What lines below include the word "TooFewKeyframes"? Copy each one.

_Source data_.
· · · ·
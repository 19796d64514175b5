use glam::Mat4;
use scrollpath_core::{LineVertex, CLEAR_COLOR};
use web_sys as web;

mod helpers;
use helpers::{create_line_resources, create_vertex_buffer, LineResources, Uniforms};

// ===================== WebGPU state =====================

pub struct GpuState<'a> {
    surface: wgpu::Surface<'a>,
    device: wgpu::Device,
    queue: wgpu::Queue,
    config: wgpu::SurfaceConfiguration,
    lines: LineResources,
    vertex_buffer: wgpu::Buffer,
    vertex_capacity: usize,
    width: u32,
    height: u32,
    clear_color: wgpu::Color,
}

impl<'a> GpuState<'a> {
    pub async fn new(canvas: &'a web::HtmlCanvasElement) -> anyhow::Result<Self> {
        let width = canvas.width().max(1);
        let height = canvas.height().max(1);

        let instance = wgpu::Instance::default();
        let surface = instance.create_surface(wgpu::SurfaceTarget::Canvas(canvas.clone()))?;
        let adapter = instance
            .request_adapter(&wgpu::RequestAdapterOptions {
                power_preference: wgpu::PowerPreference::HighPerformance,
                compatible_surface: Some(&surface),
                force_fallback_adapter: false,
            })
            .await
            .ok_or_else(|| anyhow::anyhow!("No WebGPU adapter"))?;
        let (device, queue) = adapter
            .request_device(
                &wgpu::DeviceDescriptor {
                    required_features: wgpu::Features::empty(),
                    // Use default limits on web to avoid passing unknown fields to older WebGPU impls
                    required_limits: wgpu::Limits::default(),
                    memory_hints: wgpu::MemoryHints::Performance,
                    label: None,
                },
                None,
            )
            .await
            .map_err(|e| anyhow::anyhow!(format!("request_device error: {:?}", e)))?;
        let caps = surface.get_capabilities(&adapter);
        let format = caps
            .formats
            .iter()
            .copied()
            .find(|f| {
                matches!(
                    f,
                    wgpu::TextureFormat::Bgra8UnormSrgb | wgpu::TextureFormat::Rgba8UnormSrgb
                )
            })
            .or_else(|| caps.formats.first().copied())
            .ok_or_else(|| anyhow::anyhow!("surface reports no formats"))?;
        let config = wgpu::SurfaceConfiguration {
            usage: wgpu::TextureUsages::RENDER_ATTACHMENT,
            format,
            width,
            height,
            present_mode: wgpu::PresentMode::Fifo,
            alpha_mode: caps.alpha_modes[0],
            view_formats: vec![],
            desired_maximum_frame_latency: 2,
        };
        surface.configure(&device, &config);

        let lines = create_line_resources(&device, format);
        let vertex_capacity = 4096;
        let vertex_buffer = create_vertex_buffer(&device, vertex_capacity);
        log::info!("[gpu] surface {}x{} format={:?}", width, height, format);

        Ok(Self {
            surface,
            device,
            queue,
            config,
            lines,
            vertex_buffer,
            vertex_capacity,
            width,
            height,
            clear_color: wgpu::Color {
                r: CLEAR_COLOR[0],
                g: CLEAR_COLOR[1],
                b: CLEAR_COLOR[2],
                a: 1.0,
            },
        })
    }

    pub fn resize_if_needed(&mut self, width: u32, height: u32) {
        if width == 0 || height == 0 {
            return;
        }
        if width != self.width || height != self.height {
            self.width = width;
            self.height = height;
            self.config.width = width;
            self.config.height = height;
            self.surface.configure(&self.device, &self.config);
        }
    }

    /// Reconfigure the surface at its current size after it was lost.
    pub fn reconfigure(&mut self) {
        self.surface.configure(&self.device, &self.config);
    }

    pub fn render(&mut self, view_proj: Mat4, lines: &[LineVertex]) -> Result<(), wgpu::SurfaceError> {
        if lines.len() > self.vertex_capacity {
            self.vertex_capacity = lines.len().next_power_of_two();
            self.vertex_buffer = create_vertex_buffer(&self.device, self.vertex_capacity);
        }
        self.queue.write_buffer(
            &self.lines.uniform_buffer,
            0,
            bytemuck::bytes_of(&Uniforms {
                view_proj: view_proj.to_cols_array_2d(),
            }),
        );
        if !lines.is_empty() {
            self.queue
                .write_buffer(&self.vertex_buffer, 0, bytemuck::cast_slice(lines));
        }

        let frame = self.surface.get_current_texture()?;
        let view = frame
            .texture
            .create_view(&wgpu::TextureViewDescriptor::default());
        let mut encoder = self
            .device
            .create_command_encoder(&wgpu::CommandEncoderDescriptor {
                label: Some("encoder"),
            });
        {
            let mut rpass = encoder.begin_render_pass(&wgpu::RenderPassDescriptor {
                label: Some("scene_pass"),
                color_attachments: &[Some(wgpu::RenderPassColorAttachment {
                    view: &view,
                    resolve_target: None,
                    ops: wgpu::Operations {
                        load: wgpu::LoadOp::Clear(self.clear_color),
                        store: wgpu::StoreOp::Store,
                    },
                })],
                depth_stencil_attachment: None,
                timestamp_writes: None,
                occlusion_query_set: None,
            });
            if !lines.is_empty() {
                rpass.set_pipeline(&self.lines.pipeline);
                rpass.set_bind_group(0, &self.lines.bind_group, &[]);
                rpass.set_vertex_buffer(0, self.vertex_buffer.slice(..));
                rpass.draw(0..lines.len() as u32, 0..1);
            }
        }
        self.queue.submit(Some(encoder.finish()));
        frame.present();
        Ok(())
    }
}
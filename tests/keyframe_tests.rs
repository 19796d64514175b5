// Host-side tests for the keyframe store.

use std::rc::Rc;

use glam::Vec3;
use scrollpath_core::{
    default_keyframes, CameraKeyframe, CurveKind, EasingType, KeyframeEdit, KeyframeStore,
    PathError, DEFAULT_INTERPOLATION_SPEED,
};

fn three_keyframes() -> Vec<CameraKeyframe> {
    vec![
        CameraKeyframe::new(Vec3::new(0.0, 1.0, 5.0), Vec3::ZERO),
        CameraKeyframe::new(Vec3::new(3.0, 1.0, 3.0), Vec3::ZERO),
        CameraKeyframe::new(Vec3::new(5.0, 2.0, 0.0), Vec3::new(0.0, 1.0, 0.0)),
    ]
}

#[test]
fn new_store_holds_the_default_journey() {
    let store = KeyframeStore::new();
    assert_eq!(store.len(), 2);
    assert_eq!(&store.keyframes()[..], &default_keyframes()[..]);
    assert_eq!(store.revision(), 0);
    assert_eq!(store.easing_type(), EasingType::EaseInOut);
    assert_eq!(store.interpolation_speed(), DEFAULT_INTERPOLATION_SPEED);
    assert_eq!(store.curve_kind(), CurveKind::Centripetal);
}

#[test]
fn store_rejects_fewer_than_two_keyframes() {
    let one = vec![CameraKeyframe::new(Vec3::ZERO, Vec3::NEG_Z)];
    assert_eq!(
        KeyframeStore::with_keyframes(one.clone()).err(),
        Some(PathError::TooFewKeyframes { min: 2, got: 1 })
    );

    let mut store = KeyframeStore::new();
    assert_eq!(
        store.set_keyframes(one),
        Err(PathError::TooFewKeyframes { min: 2, got: 1 })
    );
    assert_eq!(store.len(), 2);
    assert_eq!(store.revision(), 0);
}

#[test]
fn add_appends_a_filled_copy_of_the_last_keyframe() {
    let mut store = KeyframeStore::with_keyframes(three_keyframes()).unwrap();
    store.add_keyframe();
    assert_eq!(store.len(), 4);
    assert_eq!(store.revision(), 1);

    let last = store.get(3).unwrap();
    assert_eq!(last.position, Vec3::new(5.0, 2.0, 0.0));
    assert_eq!(last.target, Vec3::new(0.0, 1.0, 0.0));
    assert_eq!(last.up, Some(Vec3::Y));
    assert_eq!(last.fov, Some(75.0));
    assert_eq!(last.easing, Some(EasingType::EaseInOut));
    assert_eq!(last.duration, Some(2.0));
    assert_eq!(store.curves().position.points().len(), 4);
}

#[test]
fn add_then_remove_restores_the_sequence() {
    let mut store = KeyframeStore::with_keyframes(three_keyframes()).unwrap();
    let before = store.keyframes().clone();
    store.add_keyframe();
    assert_eq!(store.remove_keyframe(3), Ok(true));
    assert_eq!(store.len(), 3);
    // positions and targets are back; the appended copy is gone
    for (a, b) in before.iter().zip(store.keyframes().iter()) {
        assert_eq!(a, b);
    }
}

#[test]
fn remove_refuses_to_go_below_two() {
    let mut store = KeyframeStore::new();
    assert_eq!(store.remove_keyframe(0), Ok(false));
    assert_eq!(store.len(), 2);
    assert_eq!(store.revision(), 0);
}

#[test]
fn out_of_range_indices_are_errors() {
    let mut store = KeyframeStore::new();
    assert_eq!(
        store.remove_keyframe(5),
        Err(PathError::KeyframeIndexOutOfRange { index: 5, len: 2 })
    );
    assert_eq!(
        store.update_keyframe(2, KeyframeEdit::Fov(30.0)),
        Err(PathError::KeyframeIndexOutOfRange { index: 2, len: 2 })
    );
    assert_eq!(store.revision(), 0);
}

#[test]
fn update_swaps_in_a_new_snapshot() {
    let mut store = KeyframeStore::with_keyframes(three_keyframes()).unwrap();
    let old: Rc<[CameraKeyframe]> = store.keyframes().clone();

    store
        .update_keyframe(1, KeyframeEdit::Position(Vec3::new(9.0, 9.0, 9.0)))
        .unwrap();

    // the held snapshot is untouched
    assert_eq!(old[1].position, Vec3::new(3.0, 1.0, 3.0));
    assert!(!Rc::ptr_eq(&old, store.keyframes()));
    assert_eq!(store.get(1).unwrap().position, Vec3::new(9.0, 9.0, 9.0));
    assert_eq!(store.revision(), 1);
    // curves follow the new snapshot
    assert_eq!(store.curves().position.points()[1], Vec3::new(9.0, 9.0, 9.0));
}

#[test]
fn multi_field_update_is_one_revision() {
    let mut store = KeyframeStore::new();
    store
        .update_keyframe_fields(
            0,
            [
                KeyframeEdit::Target(Vec3::new(1.0, 1.0, 1.0)),
                KeyframeEdit::Easing(EasingType::Bounce),
                KeyframeEdit::Duration(3.5),
            ],
        )
        .unwrap();
    assert_eq!(store.revision(), 1);
    let kf = store.get(0).unwrap();
    assert_eq!(kf.target, Vec3::new(1.0, 1.0, 1.0));
    assert_eq!(kf.easing, Some(EasingType::Bounce));
    assert_eq!(kf.duration, Some(3.5));
    assert_eq!(store.curves().target.points()[0], Vec3::new(1.0, 1.0, 1.0));
}

#[test]
fn settings_changes_do_not_touch_the_sequence() {
    let mut store = KeyframeStore::new();
    store.set_easing_type(EasingType::Linear);
    store.set_interpolation_speed(0.3);
    assert_eq!(store.settings().easing_type, EasingType::Linear);
    assert_eq!(store.settings().interpolation_speed, 0.3);
    assert_eq!(store.revision(), 0);

    store.set_curve_kind(CurveKind::Uniform { tension: 0.5 });
    assert_eq!(store.curve_kind(), CurveKind::Uniform { tension: 0.5 });
    assert_eq!(store.revision(), 1);
}

#[test]
fn curve_endpoints_track_every_mutation() {
    fn check(store: &KeyframeStore) {
        let kfs = store.keyframes();
        let curve = &store.curves().position;
        assert!(curve.point_at(0.0).abs_diff_eq(kfs[0].position, 1e-4));
        assert!(curve.point_at(1.0).abs_diff_eq(kfs[kfs.len() - 1].position, 1e-4));
    }

    let mut store = KeyframeStore::with_keyframes(three_keyframes()).unwrap();
    check(&store);
    store.add_keyframe();
    check(&store);
    store
        .update_keyframe(3, KeyframeEdit::Position(Vec3::new(-2.0, 4.0, 1.0)))
        .unwrap();
    check(&store);
    store
        .update_keyframe(0, KeyframeEdit::Position(Vec3::new(7.0, 0.5, 2.0)))
        .unwrap();
    check(&store);
    store.remove_keyframe(0).unwrap();
    check(&store);
    store.set_keyframes(default_keyframes()).unwrap();
    check(&store);
}

#[test]
fn add_replaces_a_zero_fov_with_the_default() {
    let mut kfs = three_keyframes();
    kfs[2].fov = Some(0.0);
    let mut store = KeyframeStore::with_keyframes(kfs).unwrap();
    store.add_keyframe();
    assert_eq!(store.get(3).unwrap().fov, Some(75.0));
}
· · · ·
_Written solution_.
        Some(PathError::TooFewKeyframes { min: 2, got: 1 })
        Err(PathError::TooFewKeyframes { min: 2, got: 1 })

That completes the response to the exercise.